Hyderabad C.A.
- Coach: Milap Mewada
- Captain: Tanmay Agarwal
- Ground(s): Rajiv Gandhi International Cricket Stadium
- Syed Mushtaq Ali Trophy: Semi-finals
- Vijay Hazare Trophy: 4th Group C
- Ranji Trophy: 2nd Group B
- Most runs: FC: Tilak Varma (216) LA: Tilak Varma (180) T20: Tanmay Agarwal (334)
- Most wickets: FC: Ravi Teja (20) LA: Chama Milind (8) T20: Chama Milind (18)

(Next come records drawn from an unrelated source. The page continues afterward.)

//! Gesture routing.
//!
//! Translates low-level pointer/wheel/touch events into viewport actions:
//! wheel or two-finger scroll on a re-slice viewport steps its plane, drags
//! on the volume viewport orbit the camera, pinch or secondary-drag zooms.
//! Camera motion also drives the renderer's coarse/fine sampling swap via a
//! settle timer.

use crate::enums::ViewportId;

use std::time::Duration;
use web_time::Instant;

/// Radians of orbit per pixel of drag.
const ORBIT_SENSITIVITY: f32 = 0.008;
/// Zoom factor response to vertical secondary-drag.
const DRAG_ZOOM_SENSITIVITY: f32 = 0.004;
/// Camera motion older than this counts as settled.
const DEFAULT_SETTLE_DELAY: Duration = Duration::from_millis(250);

#[derive(Debug, Clone, Copy, PartialEq, Eq)]
pub enum PointerButton {
    Primary,
    Secondary,
}

#[derive(Debug, Clone, Copy, PartialEq)]
pub enum Gesture {
    /// Wheel notches; positive steps forward along the plane normal.
    Wheel { delta: f32 },
    /// Two-finger trackpad scroll, same semantics as the wheel.
    TwoFingerScroll { delta: f32 },
    /// Pointer drag in pixels since the last event.
    Drag { dx: f32, dy: f32, button: PointerButton },
    /// Pinch scale relative to the previous frame (> 1 zooms in).
    Pinch { scale: f32 },
    /// All pointers lifted.
    Release,
}

/// What a gesture means for the viewport it landed on.
#[derive(Debug, Clone, Copy, PartialEq)]
pub enum GestureAction {
    StepSlice(i32),
    Orbit { yaw: f32, pitch: f32 },
    Zoom(f32),
    None,
}

pub struct InteractionController {
    last_motion: Option<Instant>,
    settle_delay: Duration,
}

impl Default for InteractionController {
    fn default() -> Self {
        Self::new()
    }
}

impl InteractionController {
    pub fn new() -> Self {
        Self::with_settle_delay(DEFAULT_SETTLE_DELAY)
    }

    pub fn with_settle_delay(settle_delay: Duration) -> Self {
        Self {
            last_motion: None,
            settle_delay,
        }
    }

    /// Map a gesture on a viewport to an action. Continuous camera motion on
    /// the volume viewport restarts the settle timer.
    pub fn interpret(&mut self, viewport: ViewportId, gesture: Gesture) -> GestureAction {
        let on_volume = viewport == ViewportId::Volume;
        match gesture {
            Gesture::Wheel { delta } | Gesture::TwoFingerScroll { delta } => {
                if on_volume {
                    // Discrete notches: no settle tracking needed.
                    GestureAction::Zoom(1.1_f32.powf(delta))
                } else {
                    GestureAction::StepSlice(notches(delta))
                }
            }
            Gesture::Drag { dx, dy, button } => match (on_volume, button) {
                (true, PointerButton::Primary) => {
                    self.note_motion();
                    GestureAction::Orbit {
                        yaw: -dx * ORBIT_SENSITIVITY,
                        pitch: -dy * ORBIT_SENSITIVITY,
                    }
                }
                (_, PointerButton::Secondary) => {
                    if on_volume {
                        self.note_motion();
                    }
                    GestureAction::Zoom((-dy * DRAG_ZOOM_SENSITIVITY).exp())
                }
                (false, PointerButton::Primary) => GestureAction::None,
            },
            Gesture::Pinch { scale } => {
                if on_volume {
                    self.note_motion();
                }
                GestureAction::Zoom(scale)
            }
            Gesture::Release => GestureAction::None,
        }
    }

    fn note_motion(&mut self) {
        self.last_motion = Some(Instant::now());
    }

    /// Whether volume-camera motion is currently in flight.
    pub fn is_interacting(&self) -> bool {
        self.last_motion
            .is_some_and(|at| at.elapsed() < self.settle_delay)
    }

    /// True exactly once when motion has settled, signalling the renderer to
    /// swap back to fine sampling.
    pub fn poll_settled(&mut self) -> bool {
        match self.last_motion {
            Some(at) if at.elapsed() >= self.settle_delay => {
                self.last_motion = None;
                true
            }
            _ => false,
        }
    }

    pub fn reset(&mut self) {
        self.last_motion = None;
    }
}

/// Whole step notches from a wheel delta; sub-notch deltas still step once.
fn notches(delta: f32) -> i32 {
    if delta == 0.0 {
        return 0;
    }
    let rounded = delta.round() as i32;
    if rounded == 0 { delta.signum() as i32 } else { rounded }
}

#[cfg(test)]
mod tests {
    use super::*;

    #[test]
    fn wheel_on_reslice_viewport_steps() {
        let mut controller = InteractionController::new();
        assert_eq!(
            controller.interpret(ViewportId::Axial, Gesture::Wheel { delta: 1.0 }),
            GestureAction::StepSlice(1)
        );
        assert_eq!(
            controller.interpret(ViewportId::Coronal, Gesture::Wheel { delta: -3.0 }),
            GestureAction::StepSlice(-3)
        );
        // Trackpads report fractional notches.
        assert_eq!(
            controller.interpret(ViewportId::Sagittal, Gesture::TwoFingerScroll { delta: -0.2 }),
            GestureAction::StepSlice(-1)
        );
    }

    #[test]
    fn primary_drag_orbits_only_the_volume_viewport() {
        let mut controller = InteractionController::new();
        let on_mpr = controller.interpret(
            ViewportId::Axial,
            Gesture::Drag {
                dx: 10.0,
                dy: 0.0,
                button: PointerButton::Primary,
            },
        );
        assert_eq!(on_mpr, GestureAction::None);

        let on_volume = controller.interpret(
            ViewportId::Volume,
            Gesture::Drag {
                dx: 10.0,
                dy: 0.0,
                button: PointerButton::Primary,
            },
        );
        assert!(matches!(on_volume, GestureAction::Orbit { yaw, .. } if yaw < 0.0));
        assert!(controller.is_interacting());
    }

    #[test]
    fn pinch_zooms_any_viewport() {
        let mut controller = InteractionController::new();
        assert_eq!(
            controller.interpret(ViewportId::Sagittal, Gesture::Pinch { scale: 1.5 }),
            GestureAction::Zoom(1.5)
        );
    }

    #[test]
    fn settle_fires_once_after_the_delay() {
        let mut controller = InteractionController::with_settle_delay(Duration::from_millis(1));
        controller.interpret(
            ViewportId::Volume,
            Gesture::Drag {
                dx: 1.0,
                dy: 1.0,
                button: PointerButton::Primary,
            },
        );
        assert!(!controller.poll_settled());

        std::thread::sleep(Duration::from_millis(5));
        assert!(!controller.is_interacting());
        assert!(controller.poll_settled());
        assert!(!controller.poll_settled());
    }

    #[test]
    fn mpr_stepping_does_not_start_interaction() {
        let mut controller = InteractionController::new();
        controller.interpret(ViewportId::Axial, Gesture::Wheel { delta: 5.0 });
        assert!(!controller.is_interacting());
    }
}
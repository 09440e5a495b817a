//! # tomo-volume
//!
//! This crate is the reconstruction and rendering core of a tomographic
//! image viewer: it assembles an unordered stack of decoded 2-D
//! cross-sections into a single 3-D scalar volume, re-slices that volume
//! into three synchronized orthogonal views, and ray-casts it into a
//! volumetric image under named tissue-classification presets.
//!
//! Slices reach the core already decoded; any producer of [`SliceImage`]
//! records works. Two decoder adapters ship with the crate:
//!  - DICOM files via the dicom-rs ecosystem
//!  - plain raster images (PNG, JPEG, ...) reduced to luminance
//!
//! Slices are ordered by spatial position, instance number, and source name,
//! so the reconstruction is reproducible for any arrival order. Slices are
//! assumed to share dimensions and in-plane spacing with the first ordered
//! slice; mismatches are skipped with a warning. Multiframe sources
//! contribute their first frame.
//!
//! # Examples
//!
//! Reconstruct a series from a directory of DICOM files and render the
//! center slice of every axis plus one volumetric frame:
//!
//! ```no_run
//! # use tomo_volume::dicom_decoder::DicomSliceDecoder;
//! # use tomo_volume::enums::ViewportId;
//! # use tomo_volume::viewer::ViewerSession;
//! # async fn run() {
//! let paths = DicomSliceDecoder::scan("dicom").expect("should list series files");
//! let mut session = ViewerSession::headless();
//! session
//!     .load_series(&DicomSliceDecoder::new(), &paths)
//!     .await
//!     .expect("should have reconstructed a volume");
//!
//! session.resize_surface(1024, 1024);
//! for id in ViewportId::mpr() {
//!     let image = session.render_reslice(id).expect("viewport is attached");
//!     image.save(format!("{id:?}.png")).unwrap();
//! }
//! session.render_volume().expect("viewport is attached").save("volume.png").unwrap();
//! # }
//! ```
//!
//! [`SliceImage`]: crate::slice::SliceImage

pub mod backend;
pub mod camera;
pub mod decode;
pub mod dicom_decoder;
pub mod enums;
pub mod gpu_slicer;
pub mod interaction;
mod interpolator;
pub mod mpr;
pub mod preset;
pub mod raycast;
pub mod slice;
pub mod transfer;
pub mod viewer;
pub mod volume;
pub mod volume_builder;
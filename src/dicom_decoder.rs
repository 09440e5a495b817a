//! DICOM adapter for the slice-decoding interface.
//!
//! Wraps the dicom-rs ecosystem: pixel data is decoded with the first VOI
//! LUT applied, and the spatial metadata the assembly step orders by
//! (ImagePositionPatient, InstanceNumber, PixelSpacing, SliceThickness) is
//! extracted when present. Multiframe objects contribute their first frame.

use crate::decode::{SliceDecodeError, SliceDecoder, scan_directory};
use crate::slice::{PixelBuffer, SliceImage};

use dicom::object::{FileDicomObject, InMemDicomObject, open_file};
use dicom::pixeldata::{ConvertOptions, PixelDecoder, VoiLutOption};
use dicom_dictionary_std::tags;
use ndarray::s;
use std::io;
use std::path::{Path, PathBuf};

#[derive(Debug, Default)]
pub struct DicomSliceDecoder;

impl DicomSliceDecoder {
    pub fn new() -> Self {
        Self
    }

    /// All `.dcm` files under a directory, sorted by name.
    pub fn scan(path: impl AsRef<Path>) -> io::Result<Vec<PathBuf>> {
        scan_directory(path, &["dcm"])
    }

    /// Decode an already-parsed DICOM object into a slice record.
    pub fn from_object(
        name: &str,
        object: &FileDicomObject<InMemDicomObject>,
    ) -> Result<SliceImage, SliceDecodeError> {
        let pixel_data = object
            .decode_pixel_data()
            .map_err(|err| SliceDecodeError::Dicom(err.to_string()))?;
        let options = ConvertOptions::new().with_voi_lut(VoiLutOption::First);
        let array = pixel_data
            .to_ndarray_with_options::<u16>(&options)
            .map_err(|err| SliceDecodeError::Dicom(err.to_string()))?
            .slice_move(s![0, .., .., 0]);

        let (height, width) = array.dim();
        let pixels: Vec<u16> = array.iter().copied().collect();

        // PixelSpacing is (row, column) spacing, i.e. (y, x).
        let pixel_spacing = object
            .element(tags::PIXEL_SPACING)
            .ok()
            .and_then(|e| e.to_multi_float32().ok())
            .map(|ps| {
                (
                    ps.get(1).copied().unwrap_or(1.0),
                    ps.first().copied().unwrap_or(1.0),
                )
            })
            .unwrap_or((1.0, 1.0));

        let slice_thickness = object
            .element(tags::SLICE_THICKNESS)
            .ok()
            .and_then(|e| e.to_float32().ok());

        let position = object
            .element(tags::IMAGE_POSITION_PATIENT)
            .ok()
            .and_then(|e| e.to_multi_float32().ok())
            .and_then(|pos| pos.get(2).copied());

        let instance = object
            .element(tags::INSTANCE_NUMBER)
            .ok()
            .and_then(|e| e.to_int::<i32>().ok());

        Ok(SliceImage {
            pixels: PixelBuffer::U16(pixels),
            width: width as u32,
            height: height as u32,
            pixel_spacing,
            slice_thickness,
            position,
            instance,
            source_name: name.to_string(),
        })
    }
}

impl SliceDecoder for DicomSliceDecoder {
    type Input = PathBuf;

    fn decode(&self, input: &Self::Input) -> Result<SliceImage, SliceDecodeError> {
        let object =
            open_file(input).map_err(|err| SliceDecodeError::Dicom(err.to_string()))?;
        Self::from_object(&self.describe(input), &object)
    }

    fn describe(&self, input: &Self::Input) -> String {
        input
            .file_name()
            .and_then(|n| n.to_str())
            .unwrap_or("<dicom>")
            .to_string()
    }
}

= 2021–22 Hyderabad C.A. season =

The 2021–22 season is Hyderabad cricket team's 88th competitive season. The Hyderabad cricket team is senior men's domestic cricket team based in the city of Hyderabad, India, run by the Hyderabad Cricket Association (HCA). They represent the state of Telangana in domestic competitions.

==Squad==
===Arrivals===
Hanuma Vihari returned to the Hyderabad squad for the first time since his departure to Andhra in 2015.

===Departures===
Yudhvir Singh migrated to his home state, Jammu and Kashmir.

===Players===
The following players made at least one appearance for Hyderabad in first-class, List A or Twenty20 cricket in 2021–22 season. Age given is at the start of Hyderabad's first match of the season (4 November 2021).

Players with international caps are listed in bold.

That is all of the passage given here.